L’Institut national du cancer

Toujours pour ces spécialistes, “si une femme suivait strictement la recommandation de participation au programme de dépistage organisé de 50 à 74 ans, elle réaliserait ainsi 13 mammographies. Son exposition aux rayonnements ionisants représenterait alors au total le quart de celle provoquée par un scanner abdominopelvien, acte très courant. Les mammographies représentent en France moins de 2 % de l’exposition totale de la population aux rayonnements ionisants.

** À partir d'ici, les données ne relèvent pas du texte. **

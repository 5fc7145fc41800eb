use std::cell::RefCell;
use std::rc::Rc;

/// Single-slot "latest value" handle shared between a producer callback and
/// the frame loop. A newer value replaces an unread older one.
#[derive(Debug)]
pub struct Latest<T>(Rc<RefCell<Option<T>>>);

impl<T> Clone for Latest<T> {
    fn clone(&self) -> Self {
        Self(Rc::clone(&self.0))
    }
}

impl<T> Default for Latest<T> {
    fn default() -> Self {
        Self(Rc::new(RefCell::new(None)))
    }
}

impl<T> Latest<T> {
    pub fn new() -> Self {
        Self::default()
    }

    pub fn publish(&self, value: T) {
        *self.0.borrow_mut() = Some(value);
    }

    /// Non-blocking read that empties the slot.
    pub fn take(&self) -> Option<T> {
        self.0.borrow_mut().take()
    }

    pub fn is_empty(&self) -> bool {
        self.0.borrow().is_none()
    }
}

impl<T: Clone> Latest<T> {
    pub fn peek(&self) -> Option<T> {
        self.0.borrow().clone()
    }
}

#[cfg(test)]
mod tests {
    use super::*;

    #[test]
    fn last_write_wins() {
        let slot = Latest::new();
        let producer = slot.clone();
        producer.publish(1);
        producer.publish(2);
        assert_eq!(slot.peek(), Some(2));
        assert_eq!(slot.take(), Some(2));
        assert_eq!(slot.take(), None);
        assert!(slot.is_empty());
    }
}
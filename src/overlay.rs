use crate::constants::*;
use crate::dom;
use particle_core::Rgb;
use web_sys as web;

#[inline]
pub fn set_gesture_status(document: &web::Document, text: &str) {
    dom::set_text(document, GESTURE_STATUS_SELECTOR, text);
}

#[inline]
pub fn set_color_label(document: &web::Document, color: Rgb) {
    if let Some(el) = document.get_element_by_id(COLOR_VALUE_ID) {
        el.set_text_content(Some(&color.to_hex_upper()));
    }
}

/// Highlight the shape button whose `data-model` equals `id`.
pub fn mark_active_shape(document: &web::Document, id: &str) {
    for el in dom::query_all(document, SHAPE_BUTTON_SELECTOR) {
        let cl = el.class_list();
        if el.get_attribute(SHAPE_BUTTON_ATTR).as_deref() == Some(id) {
            _ = cl.add_1(ACTIVE_CLASS);
        } else {
            _ = cl.remove_1(ACTIVE_CLASS);
        }
    }
}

Par ailleurs, la dose moyenne d’exposition aux rayonnements ionisants pour une mammographie est six fois inférieure à la dose moyenne d’irradiation naturelle de la population générale en France par an et par personne (2,4 m Sievert pour les rayonnements naturels vs 0,4 m Sievert pour une mammographie de dépistage). Ce que contredit Cécile Bour : “Dans un pays comme la France ou la Belgique, dit-elle, on estime la dose totale annuelle d’exposition par personne à 3,5 mSv par personne en ce début du XXIe siècle. La mammographie est de 3 à 4 mSv. Soit la même chose ! Le problème n’est pas que cela fasse plus ou moins qu’un scanner. C’est que l’irradiation mammographique se rajoute aux irradiations naturelles et aux irradiations par scanner ou autres radios déjà reçues !”

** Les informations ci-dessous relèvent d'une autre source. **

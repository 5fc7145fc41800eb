use std::fmt;
use std::str::FromStr;

#[derive(Debug, thiserror::Error, PartialEq, Eq)]
pub enum ColorError {
    #[error("color must start with '#': {0:?}")]
    MissingHash(String),
    #[error("color must have 6 hex digits: {0:?}")]
    BadLength(String),
    #[error("invalid hex digit in color: {0:?}")]
    BadDigit(String),
}

/// 8-bit sRGB color as produced by an `<input type="color">`.
#[derive(Clone, Copy, Debug, PartialEq, Eq, Hash)]
pub struct Rgb {
    pub r: u8,
    pub g: u8,
    pub b: u8,
}

impl Rgb {
    /// `#00f2ff`
    pub const BASE: Rgb = Rgb::new(0x00, 0xf2, 0xff);
    /// `#050505`
    pub const BACKGROUND: Rgb = Rgb::new(0x05, 0x05, 0x05);

    pub const fn new(r: u8, g: u8, b: u8) -> Self {
        Self { r, g, b }
    }

    /// Parse `#rrggbb` (either case).
    pub fn from_hex(s: &str) -> Result<Rgb, ColorError> {
        let digits = s
            .strip_prefix('#')
            .ok_or_else(|| ColorError::MissingHash(s.to_string()))?;
        if digits.len() != 6 {
            return Err(ColorError::BadLength(s.to_string()));
        }
        // from_str_radix alone would accept a leading '+'
        if !digits.bytes().all(|b| b.is_ascii_hexdigit()) {
            return Err(ColorError::BadDigit(s.to_string()));
        }
        let value =
            u32::from_str_radix(digits, 16).map_err(|_| ColorError::BadDigit(s.to_string()))?;
        Ok(Rgb::new((value >> 16) as u8, (value >> 8) as u8, value as u8))
    }

    /// Uppercase `#RRGGBB`, as shown next to the picker.
    pub fn to_hex_upper(self) -> String {
        format!("#{:02X}{:02X}{:02X}", self.r, self.g, self.b)
    }

    /// Channels in [0, 1], still sRGB encoded.
    pub fn to_srgb_f32(self) -> [f32; 3] {
        [self.r, self.g, self.b].map(|c| c as f32 / 255.0)
    }

    /// Channels in [0, 1], decoded to linear light for an sRGB render target.
    pub fn to_linear_f32(self) -> [f32; 3] {
        self.to_srgb_f32().map(srgb_to_linear)
    }
}

impl FromStr for Rgb {
    type Err = ColorError;

    fn from_str(s: &str) -> Result<Self, Self::Err> {
        Rgb::from_hex(s)
    }
}

impl fmt::Display for Rgb {
    fn fmt(&self, f: &mut fmt::Formatter<'_>) -> fmt::Result {
        write!(f, "#{:02x}{:02x}{:02x}", self.r, self.g, self.b)
    }
}

#[inline]
fn srgb_to_linear(c: f32) -> f32 {
    if c <= 0.04045 {
        c / 12.92
    } else {
        ((c + 0.055) / 1.055).powf(2.4)
    }
}

#[cfg(test)]
mod tests {
    use super::*;
    use crate::constants::{BACKGROUND_HEX, BASE_COLOR_HEX};

    #[test]
    fn parses_picker_values() {
        assert_eq!(Rgb::from_hex("#00f2ff"), Ok(Rgb::new(0, 0xf2, 0xff)));
        assert_eq!(Rgb::from_hex("#FF8000"), Ok(Rgb::new(0xff, 0x80, 0)));
        assert_eq!("#00f2ff".parse::<Rgb>(), Ok(Rgb::BASE));
        assert_eq!(Rgb::from_hex(BASE_COLOR_HEX), Ok(Rgb::BASE));
        assert_eq!(Rgb::from_hex(BACKGROUND_HEX), Ok(Rgb::BACKGROUND));
    }

    #[test]
    fn rejects_malformed_values() {
        assert!(matches!(Rgb::from_hex("00f2ff"), Err(ColorError::MissingHash(_))));
        assert!(matches!(Rgb::from_hex("#0f2"), Err(ColorError::BadLength(_))));
        assert!(matches!(Rgb::from_hex("#00g2ff"), Err(ColorError::BadDigit(_))));
        assert!(matches!(Rgb::from_hex("#+0f2ff"), Err(ColorError::BadDigit(_))));
    }

    #[test]
    fn formats_both_ways() {
        let c = Rgb::new(0xab, 0x01, 0xcd);
        assert_eq!(c.to_string(), "#ab01cd");
        assert_eq!(c.to_hex_upper(), "#AB01CD");
    }

    #[test]
    fn linear_conversion_keeps_endpoints() {
        assert_eq!(Rgb::new(0, 0, 0).to_linear_f32(), [0.0, 0.0, 0.0]);
        let white = Rgb::new(255, 255, 255).to_linear_f32();
        assert!(white.iter().all(|c| (c - 1.0).abs() < 1e-6));
    }
}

Surdiagnostic et surtraitement : imposible de distinguer les cancers qui, majoritaires, vont évoluer des autres

Si le dépistage permet une détection précoce, explique encore l’institut, il peut aussi générer le diagnostic et le traitement de cancers peu évolutifs. Dans l’état actuel des connaissances scientifiques, il n’est pas possible de distinguer, lors du diagnostic, les cancers qui vont évoluer, et qui sont majoritaires, de ceux qui évolueront peu ou n’auront pas de conséquences pour la femme concernée (de 10 % à 20 % des cancers détectés).

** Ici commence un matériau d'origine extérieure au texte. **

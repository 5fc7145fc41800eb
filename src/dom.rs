use crate::constants::MAX_DEVICE_PIXEL_RATIO;
use wasm_bindgen::JsCast;
use web_sys as web;

#[inline]
pub fn window_document() -> Option<web::Document> {
    web::window().and_then(|w| w.document())
}

#[inline]
pub fn add_click_listener(
    document: &web::Document,
    element_id: &str,
    mut handler: impl FnMut() + 'static,
) {
    if let Some(el) = document.get_element_by_id(element_id) {
        let closure =
            wasm_bindgen::closure::Closure::wrap(Box::new(move || handler()) as Box<dyn FnMut()>);
        _ = el.add_event_listener_with_callback("click", closure.as_ref().unchecked_ref());
        closure.forget();
    } else {
        log::warn!("[dom] missing #{element_id}, click handler not wired");
    }
}

/// All elements matching `selector`, in document order.
pub fn query_all(document: &web::Document, selector: &str) -> Vec<web::Element> {
    let Ok(list) = document.query_selector_all(selector) else {
        return Vec::new();
    };
    (0..list.length())
        .filter_map(|i| list.item(i))
        .filter_map(|node| node.dyn_into::<web::Element>().ok())
        .collect()
}

pub fn set_text(document: &web::Document, selector: &str, text: &str) {
    if let Ok(Some(el)) = document.query_selector(selector) {
        el.set_text_content(Some(text));
    }
}

pub fn sync_canvas_backing_size(canvas: &web::HtmlCanvasElement) {
    if let Some(w) = web::window() {
        let dpr = w.device_pixel_ratio().min(MAX_DEVICE_PIXEL_RATIO);
        let rect = canvas.get_bounding_client_rect();
        let w_px = (rect.width() * dpr) as u32;
        let h_px = (rect.height() * dpr) as u32;
        canvas.set_width(w_px.max(1));
        canvas.set_height(h_px.max(1));
    }
}

pub fn toggle_fullscreen(document: &web::Document) {
    if document.fullscreen_element().is_some() {
        document.exit_fullscreen();
    } else if let Some(root) = document.document_element() {
        if let Err(e) = root.request_fullscreen() {
            log::warn!("[dom] fullscreen request rejected: {:?}", e);
        }
    }
}
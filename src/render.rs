use particle_core::render::{clear_color, PointRenderer};
use particle_core::{ParticleSystem, PointStyle, Rgb, SceneView};
use web_sys as web;

// ===================== WebGPU state =====================

pub struct GpuState<'a> {
    surface: wgpu::Surface<'a>,
    device: wgpu::Device,
    queue: wgpu::Queue,
    config: wgpu::SurfaceConfiguration,
    points: PointRenderer,
    width: u32,
    height: u32,
    clear_color: wgpu::Color,
}

impl<'a> GpuState<'a> {
    pub async fn new(canvas: &'a web::HtmlCanvasElement, capacity: usize) -> anyhow::Result<Self> {
        let width = canvas.width();
        let height = canvas.height();

        let instance = wgpu::Instance::default();
        let surface = instance.create_surface(wgpu::SurfaceTarget::Canvas(canvas.clone()))?;
        let adapter = instance
            .request_adapter(&wgpu::RequestAdapterOptions {
                power_preference: wgpu::PowerPreference::HighPerformance,
                compatible_surface: Some(&surface),
                force_fallback_adapter: false,
            })
            .await
            .ok_or_else(|| anyhow::anyhow!("No WebGPU adapter"))?;
        let (device, queue) = adapter
            .request_device(
                &wgpu::DeviceDescriptor {
                    required_features: wgpu::Features::empty(),
                    // Use default limits on web to avoid passing unknown fields to older WebGPU impls
                    required_limits: wgpu::Limits::default(),
                    memory_hints: wgpu::MemoryHints::Performance,
                    label: None,
                },
                None,
            )
            .await
            .map_err(|e| anyhow::anyhow!(format!("request_device error: {:?}", e)))?;
        let caps = surface.get_capabilities(&adapter);
        let format = caps
            .formats
            .iter()
            .copied()
            .find(|f| {
                matches!(
                    f,
                    wgpu::TextureFormat::Bgra8UnormSrgb | wgpu::TextureFormat::Rgba8UnormSrgb
                )
            })
            .or_else(|| caps.formats.first().copied())
            .ok_or_else(|| anyhow::anyhow!("surface reports no formats"))?;
        let alpha_mode = caps
            .alpha_modes
            .first()
            .copied()
            .unwrap_or(wgpu::CompositeAlphaMode::Auto);
        let config = wgpu::SurfaceConfiguration {
            usage: wgpu::TextureUsages::RENDER_ATTACHMENT,
            format,
            width: width.max(1),
            height: height.max(1),
            present_mode: wgpu::PresentMode::Fifo,
            alpha_mode,
            view_formats: vec![],
            desired_maximum_frame_latency: 2,
        };
        surface.configure(&device, &config);
        log::info!("[gpu] surface {}x{} format={:?}", width, height, format);

        let points = PointRenderer::new(&device, format, capacity);

        Ok(Self {
            surface,
            device,
            queue,
            config,
            points,
            width,
            height,
            clear_color: clear_color(Rgb::BACKGROUND),
        })
    }

    pub fn resize_if_needed(&mut self, width: u32, height: u32) {
        if width == 0 || height == 0 {
            return;
        }
        if width != self.width || height != self.height {
            self.width = width;
            self.height = height;
            self.config.width = width;
            self.config.height = height;
            self.surface.configure(&self.device, &self.config);
        }
    }

    /// Upload whatever changed this frame and draw it.
    pub fn present(
        &mut self,
        system: &mut ParticleSystem,
        view: &SceneView,
        style: &PointStyle,
    ) -> Result<(), wgpu::SurfaceError> {
        if system.take_dirty() {
            self.points.write_positions(&self.queue, system.positions());
        }
        self.points.write_uniforms(&self.queue, view, style);

        let frame = self.surface.get_current_texture()?;
        let target = frame
            .texture
            .create_view(&wgpu::TextureViewDescriptor::default());
        let mut encoder = self
            .device
            .create_command_encoder(&wgpu::CommandEncoderDescriptor {
                label: Some("encoder"),
            });
        self.points.draw(&mut encoder, &target, self.clear_color);
        self.queue.submit(Some(encoder.finish()));
        frame.present();
        Ok(())
    }
}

Pour ces cancers, qui n’auraient pas été découverts en l’absence de mammographie, on parle de surdiagnostic. Celui-ci est par nature inhérent à tout acte de dépistage. Par ailleurs, comme il n’est pas encore possible de prédire l’évolution d’une lésion cancéreuse au moment où elle est diagnostiquée, il est souvent proposé, par précaution, de traiter l’ensemble des cancers détectés, on parle alors de surtraitement. Les chercheurs travaillent actuellement à mieux identifier les cancers susceptibles d’être peu évolutifs pour proposer des traitements adaptés.”